The Accord also stipulates that Jerusalem would be divided, with the Christian, Muslim and parts of the Armenian Quarters coming under Palestinian sovereignty, and the Jewish Quarter and other parts of the Armenian Quarter to be left in Israeli hands. Palestinians would also gain the right to fly their flag on the Haram al-Sharif, or Temple Mount, where the Dome of the Rock and Al-Aqsa Mosque are located. The main document of the Geneva Accord can’t be more than 50 pages (the Annexes, as yet unpublished, run into the hundreds). I’ve read it, and, as anyone will tell you, there are no real surprises or innovations. It is roughly based on the Clinton Parameters of 2000, a short document (all of two pages), that provided the basic ingredients of a compromised peace.

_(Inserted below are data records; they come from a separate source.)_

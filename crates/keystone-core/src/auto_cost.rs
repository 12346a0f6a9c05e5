//! # Auto-Cost
//!
//! Back-calculates missing costs on non-stock lines from the price the user
//! typed in and the markup that would have produced it.
//!
//! ```text
//!   for each line where is_non_stock && cost is absent or zero:
//!
//!     category = new_product_category
//!             ?? category of the matching catalog product
//!             ?? none
//!     markup   = customer rule for category (exact, then all-categories)
//!             ?? policy default (35%)
//!     cost     = unit_price / (1 + markup / 100)        rounded to cents
//! ```
//!
//! Lines that already have a non-zero cost are left untouched. The input
//! document is never mutated; persisting the result is up to the caller.

use serde::{Deserialize, Serialize};
use ts_rs::TS;

use crate::pricing::{resolve_markup_or_default, PricingPolicy};
use crate::types::{Customer, Document, LineItem, Product};

/// Result of an auto-cost pass.
#[derive(Debug, Clone, PartialEq, Serialize, Deserialize, TS)]
#[ts(export)]
pub struct AutoCostOutcome {
    /// The recalculated copy with costs filled in.
    pub document: Document,
    /// Ids of lines that received a cost.
    pub updated: Vec<String>,
    /// Ids of lines that needed a cost but resolved to a markup of -100% or
    /// lower, where dividing by the markup factor has no meaning.
    pub skipped: Vec<String>,
}

impl AutoCostOutcome {
    pub fn changed(&self) -> bool {
        !self.updated.is_empty()
    }
}

/// Fills in missing non-stock costs on a copy of `document`.
///
/// The customer is looked up in `customers` by `document.customer_id`; an
/// unknown customer simply has no rules, so every line falls back to the
/// policy default.
///
/// ## Example
/// ```rust
/// use chrono::NaiveDate;
/// use keystone_core::auto_cost::auto_cost;
/// use keystone_core::pricing::PricingPolicy;
/// use keystone_core::{CategoryScope, Customer, CustomerMarkupRule, Document, DocumentKind, LineItem, Money};
///
/// let mut customer = Customer::new("c-1", "Acme");
/// customer.markup_rules.push(CustomerMarkupRule::new(CategoryScope::category("Fence"), 40.0));
///
/// let day = NaiveDate::from_ymd_opt(2026, 5, 1).unwrap();
/// let mut doc = Document::new("inv-1", DocumentKind::Invoice, &customer, day);
/// let mut gate = LineItem::non_stock("li-1", "Custom gate", 1, Money::from_cents(1400));
/// gate.new_product_category = Some("Fence".to_string());
/// doc.line_items.push(gate);
///
/// let outcome = auto_cost(&doc, &[customer], &[], &PricingPolicy::default());
/// assert_eq!(outcome.document.line_items[0].cost, Some(Money::from_cents(1000)));
/// assert_eq!(outcome.updated, vec!["li-1".to_string()]);
/// ```
pub fn auto_cost(
    document: &Document,
    customers: &[Customer],
    products: &[Product],
    policy: &PricingPolicy,
) -> AutoCostOutcome {
    let customer = customers.iter().find(|c| c.id == document.customer_id);
    let mut result = document.clone();
    let mut updated = Vec::new();
    let mut skipped = Vec::new();

    for item in result.line_items.iter_mut().filter(|item| item.needs_cost()) {
        let category = item_category(item, products);
        let markup = resolve_markup_or_default(customer, category.as_deref(), policy);

        match item.unit_price.remove_markup(markup.markup_percentage) {
            Some(cost) => {
                item.cost = Some(cost);
                item.markup_percentage = Some(markup.markup_percentage);
                updated.push(item.id.clone());
            }
            None => skipped.push(item.id.clone()),
        }
    }

    if !updated.is_empty() {
        result.recalculate();
    }

    AutoCostOutcome {
        document: result,
        updated,
        skipped,
    }
}

/// Category used for markup lookup: the one typed on the line, else the
/// category of the catalog product it matches by id or by exact name.
fn item_category(item: &LineItem, products: &[Product]) -> Option<String> {
    if let Some(category) = &item.new_product_category {
        return Some(category.clone());
    }

    products
        .iter()
        .find(|p| match &item.product_id {
            Some(id) => &p.id == id,
            None => p.name == item.product_name,
        })
        .map(|p| p.category.clone())
}

// =============================================================================
// Unit Tests
// =============================================================================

I say “compromised peace” intentionally, for it will not be a true compromise, a good-faith give-and-take. Rather, both parties will be morally compromised by whatever political agreement is eventually hashed out. Why do I say this? Because the situation as it now stands only lends itself to cold peace (i.e. a formal one without cultural interaction), a cessation of hostilities maybe, but not a true restitution of life. I spoke in an earlier entry about the lack of imagination on both sides. But the capacity for imagination is more than the invention of new and better peace deals. Its true value lies as a mechanism for becoming more self-aware by becoming less self-centered. Imagination cultivates empathy because it lets us truly inhabit, albeit virtually, another mode of living, another set of circumstances, trials and triumphs. Without imagination there is no empathy, and without empathy there is no peace. I’ve waited a long time to bring up empathy. It’s a trait I consider vital to the human experience, but it’s also one (along with compassion, conscience, courage, etc.) that can be overused and lose its core value.

Going to the Geneva Initiative was not my first experience with the “peace industry,” as they call it here. But it did drive home for me just how much conflict and peace – cold peace, cessation of hostilities – feed off each other, reinforce each other, and, ultimately, defeat each other. There is a fatigue among the activists I’ve met, and (I would assume) among the politicians and militants too. A fatigue and a fear. “What will we do if there actually is peace? Where will my retirement pension go?” the activists ask, half-joking. Conflict and the broken promise of peace are the norm here, and humans are creatures of habit. The faculty of imagination requires practice and here it is dulled by decades of disuse. I’ve said before that this is a land of paradoxes, but for me this is the greatest: In addition to a war zone, this conflict is a comfort zone, a place where two people maintain an unsustainable status quo, killing themselves slowly while fighting for the right to exist.